Chapter 6. Eaglet
It’s morning. Sun streams through the window at the end of the hallway, weak and cheerless. Shadows dance on the greenish hospital walls and curtains move on the breeze from the cracked pane. It doesn’t help. The air stinks of antiseptic and wet floor rags and unwashed women’s bodies. The wall space between doors is occupied by portable beds. On each sits a girl my age or younger wrapped in a plush robe and accompanied by a worried mother.
A flock of sheep poised for slaughter.
I sit on a bed at the far end, alone, waiting for my turn for an abortion. I rub my eyes. I’m tired but I can’t sleep.
The door by the window opens. A stocky surgeon pulls down his mask. “Ovechkina!”
The plump ruddy girl sitting on the bed across from mine answers. “Me.”
“Come in.” He withdraws.
Her cotton-socked feet search for slippers. She must be not much older than fifteen, no mother at her side, only a crinkly plastic bag of mandarins. She throws me a suspicious glance and shoves them under the pillow and staggers off.
I smell oatmeal, black bread, and cafeteria tea.
“Breakfast!”
A piggy lady in a greasy apron and a cook’s hat appears from behind the corner. She pushes a steel cart loaded with steaming pots, and stops next to me. “You for an abortion?”
I stare at the food, hungry.
“Yes? No? You can’t eat before an abortion, didn’t the doctor tell you? You must go on an empty stomach.”
I hesitate.
“Well?”
I shake my head no and greedily watch her ladle porridge onto a chipped plate and stick in a bent aluminum spoon. She adds a slice of bread, pours tea in a glass, and hands them both to me.
“Breakfast!”
Doors creak open. Sleepy women in housecoats shuffle out and receive their ration. I slurp hot tea, put the glass on the floor, place the plate on my bended knees, and dig in. The oatmeal is watery and salty and in every spoonful I find at least one oat husk. I don’t care. Within minutes it’s gone. I lick the spoon, then the plate, clean. I’m still hungry. I eat the bread and finish the tea, then shamble across the corridor and plunge my hand under the pillow and pull a couple of mandarins from the bag. I shove them in my mouth together with the skin.
My cheeks grow hot.
I hope I’ll wait long enough to catch lunch.
A nurse trots up, pulls Ovechkina’s empty bed into the surgery room, and a few minutes later, rolls it out with the girl covered to her chin with a thin cotton sheet and an IV attached to her dangling arm. She parks the bed in its place and my heart stills. The girl’s lips are so white they’re blue, her eyelids are paper-thin and there is no color in her face.

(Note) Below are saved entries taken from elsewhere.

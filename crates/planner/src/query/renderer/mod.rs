//! Defines the core rendering trait and context for converting predicates
//! to SQL.

use model::core::value::Value;
use search_filter::BindableValue;

use crate::{error::PlannerError, query::dialect::Dialect};

pub mod predicate;

/// A trait for anything that can be rendered into a SQL fragment.
pub trait Render {
    fn render(&self, renderer: &mut Renderer) -> Result<(), PlannerError>;
}

/// A context that holds the state during the rendering process.
///
/// It accumulates the SQL string and the parameters, and provides
/// access to the dialect for syntax-specific details.
pub struct Renderer<'a> {
    pub sql: String,
    pub params: Vec<Value>,
    pub dialect: &'a dyn Dialect,
}

impl<'a> Renderer<'a> {
    pub fn new(dialect: &'a dyn Dialect) -> Self {
        Self {
            sql: String::new(),
            params: Vec::new(),
            dialect,
        }
    }

    /// Consumes the renderer and returns the final SQL string and parameters.
    pub fn finish(self) -> (String, Vec<Value>) {
        (self.sql, self.params)
    }

    pub fn add_param(&mut self, value: Value) {
        let placeholder = self.bind(value);
        self.sql.push_str(&placeholder);
    }

    /// Records a parameter and returns its placeholder without writing it.
    pub fn bind(&mut self, value: Value) -> String {
        self.params.push(value);
        self.dialect.get_placeholder(self.params.len() - 1)
    }

    /// Returns the operand text for a scalar value: a placeholder for bound
    /// values, the literal itself otherwise.
    pub fn operand(&mut self, value: &BindableValue) -> String {
        match value {
            BindableValue::Bind(value) => self.bind(value.clone()),
            BindableValue::Literal(value) => self.dialect.render_literal(value),
        }
    }

    pub fn quoted(&self, ident: &str) -> String {
        self.dialect.quote_identifier(ident)
    }
}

You killed your baby because you didn’t want it, like me. Maybe it’s mercy to kill the one whom you know you won’t be able to love. My mama didn’t want me. I wonder why she kept me. She should’ve disposed of me like I will dispose of Lyosha’s brat.

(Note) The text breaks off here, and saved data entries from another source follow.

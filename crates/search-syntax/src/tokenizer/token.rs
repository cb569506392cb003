use crate::{expression::FilterExpression, span::Span};
use serde::{Deserialize, Serialize};

/// One whitespace-delimited unit of a search query.
#[derive(Debug, Clone, PartialEq, Eq, Serialize, Deserialize)]
#[serde(tag = "kind", rename_all = "snake_case")]
pub enum Token {
    /// Plain search text, with quotes and escapes already removed.
    FreeText { text: String, span: Span },
    /// A `key:value` token. `value` still carries the operator prefix.
    Candidate { key: String, value: String, span: Span },
}

impl Token {
    pub fn span(&self) -> Span {
        match self {
            Token::FreeText { span, .. } | Token::Candidate { span, .. } => *span,
        }
    }

    pub fn is_candidate(&self) -> bool {
        matches!(self, Token::Candidate { .. })
    }

    /// Splits a candidate's operator prefix off its value.
    pub fn to_expression(&self) -> Option<FilterExpression> {
        match self {
            Token::Candidate { key, value, span } => {
                Some(FilterExpression::from_candidate(key.clone(), value, *span))
            }
            Token::FreeText { .. } => None,
        }
    }
}
use chrono::NaiveDate;
use model::core::value::Value;
use planner::{ColumnMap, PlannerError, Postgres, SearchSql};
use search_filter::compile;
use tracing_test::traced_test;

fn render(input: &str) -> SearchSql {
    let query = compile(input).query;
    SearchSql::render(&query, &ColumnMap::default(), &Postgres).unwrap()
}

#[test]
#[traced_test]
fn test_mixed_query() {
    let rendered = render("vapor author:apple stars:>100");
    assert_eq!(
        rendered.sql,
        r#""repo_owner" ILIKE $1 AND "stars" > $2 AND ("package_name" ILIKE $3 OR "summary" ILIKE $4)"#
    );
    assert_eq!(
        rendered.params,
        vec![
            Value::from("apple"),
            Value::Int(100),
            Value::from("%vapor%"),
            Value::from("%vapor%"),
        ]
    );
    assert!(logs_contain("Rendered PostgreSQL condition with 4 parameters"));
}

#[test]
fn test_date_is_bound() {
    let rendered = render("last_commit:<2024-01-01");
    assert_eq!(rendered.sql, r#""last_commit_date" < $1"#);
    assert_eq!(
        rendered.params,
        vec![Value::Date(NaiveDate::from_ymd_opt(2024, 1, 1).unwrap())]
    );
}

#[test]
fn test_platform_is_inlined() {
    let rendered = render("platform:macos,ios");
    assert_eq!(
        rendered.sql,
        r#""platform_compatibility" @> '{"ios", "macos"}'"#
    );
    assert!(rendered.params.is_empty());
}

#[test]
fn test_negated_keyword() {
    let rendered = render("keyword:!HTTP");
    assert_eq!(rendered.sql, r#"NOT ("keywords" @> $1)"#);
    assert_eq!(
        rendered.params,
        vec![Value::StringArray(vec!["http".to_string()])]
    );
}

#[test]
fn test_license_compatibility() {
    let rendered = render("license:!compatible archived:false");
    assert!(rendered.sql.starts_with(r#""license" NOT IN ('mit', 'apache-2.0', "#));
    assert!(!rendered.sql.contains("gpl"));
    assert!(rendered.sql.ends_with(r#" AND "is_archived" = false"#));
    assert!(rendered.params.is_empty());
}

#[test]
fn test_empty_query() {
    let rendered = render("  ");
    assert!(rendered.is_empty());
    assert_eq!(rendered.where_clause(), "");

    let rendered = render("stars:5");
    assert_eq!(rendered.where_clause(), r#"WHERE "stars" = $1"#);
}

#[test]
fn test_invalid_filters_are_not_rendered() {
    let rendered = render("stars:lots bogus:1 author:apple");
    assert_eq!(rendered.sql, r#""repo_owner" ILIKE $1"#);
}

#[test]
fn test_unmapped_key() {
    let query = compile("author:apple").query;
    let err = SearchSql::render(&query, &ColumnMap::empty(), &Postgres).unwrap_err();
    assert_eq!(
        err,
        PlannerError::UnmappedKey {
            key: "author".to_string()
        }
    );
}

#[test]
fn test_free_text_needs_columns() {
    let query = compile("vapor").query;
    let columns = ColumnMap::empty();
    assert_eq!(
        SearchSql::render(&query, &columns, &Postgres).unwrap_err(),
        PlannerError::NoTextColumns
    );
}
use model::core::value::Value;
use search_filter::CompiledQuery;
use serde::Serialize;
use tracing::debug;

use crate::{
    columns::ColumnMap,
    error::PlannerError,
    query::{
        dialect::Dialect,
        renderer::{
            Render, Renderer,
            predicate::{FreeTextSql, PredicateSql},
        },
    },
};

/// A parameterized `WHERE` condition. Every user supplied value is in
/// `params`; `sql` only holds column names, operators, placeholders and
/// literals from closed enumerations.
#[derive(Debug, Clone, PartialEq, Eq, Serialize)]
pub struct SearchSql {
    pub sql: String,
    pub params: Vec<Value>,
}

impl SearchSql {
    /// Predicates and free text terms are joined with `AND`. An empty query
    /// renders to an empty condition.
    pub fn render(
        query: &CompiledQuery,
        columns: &ColumnMap,
        dialect: &dyn Dialect,
    ) -> Result<SearchSql, PlannerError> {
        let mut r = Renderer::new(dialect);

        for (idx, predicate) in query.predicates.iter().enumerate() {
            if idx > 0 {
                r.sql.push_str(" AND ");
            }
            PredicateSql {
                column: columns.column_for(&predicate.key)?,
                predicate,
            }
            .render(&mut r)?;
        }

        for term in &query.free_text_terms {
            if !r.sql.is_empty() {
                r.sql.push_str(" AND ");
            }
            FreeTextSql {
                columns: &columns.text_columns,
                term,
            }
            .render(&mut r)?;
        }

        let (sql, params) = r.finish();
        debug!(
            "Rendered {} condition with {} parameters",
            dialect.name(),
            params.len()
        );
        Ok(SearchSql { sql, params })
    }

    pub fn is_empty(&self) -> bool {
        self.sql.is_empty()
    }

    /// The condition prefixed with `WHERE`, or nothing for an empty query.
    pub fn where_clause(&self) -> String {
        if self.is_empty() {
            String::new()
        } else {
            format!("WHERE {}", self.sql)
        }
    }
}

I hit my stomach. I want the thing inside of me to feel it.
“Myshko!”
I start.
“Myshko!” The surgeon passes his eyes from girl to girl. They all look at their mothers and at each other.
The same nurse marches up to me. “Myshko, Irina?”
I nod, suddenly numb.
“Did you eat anything today?” She has a thin neck, like a goose, and large stupid eyes.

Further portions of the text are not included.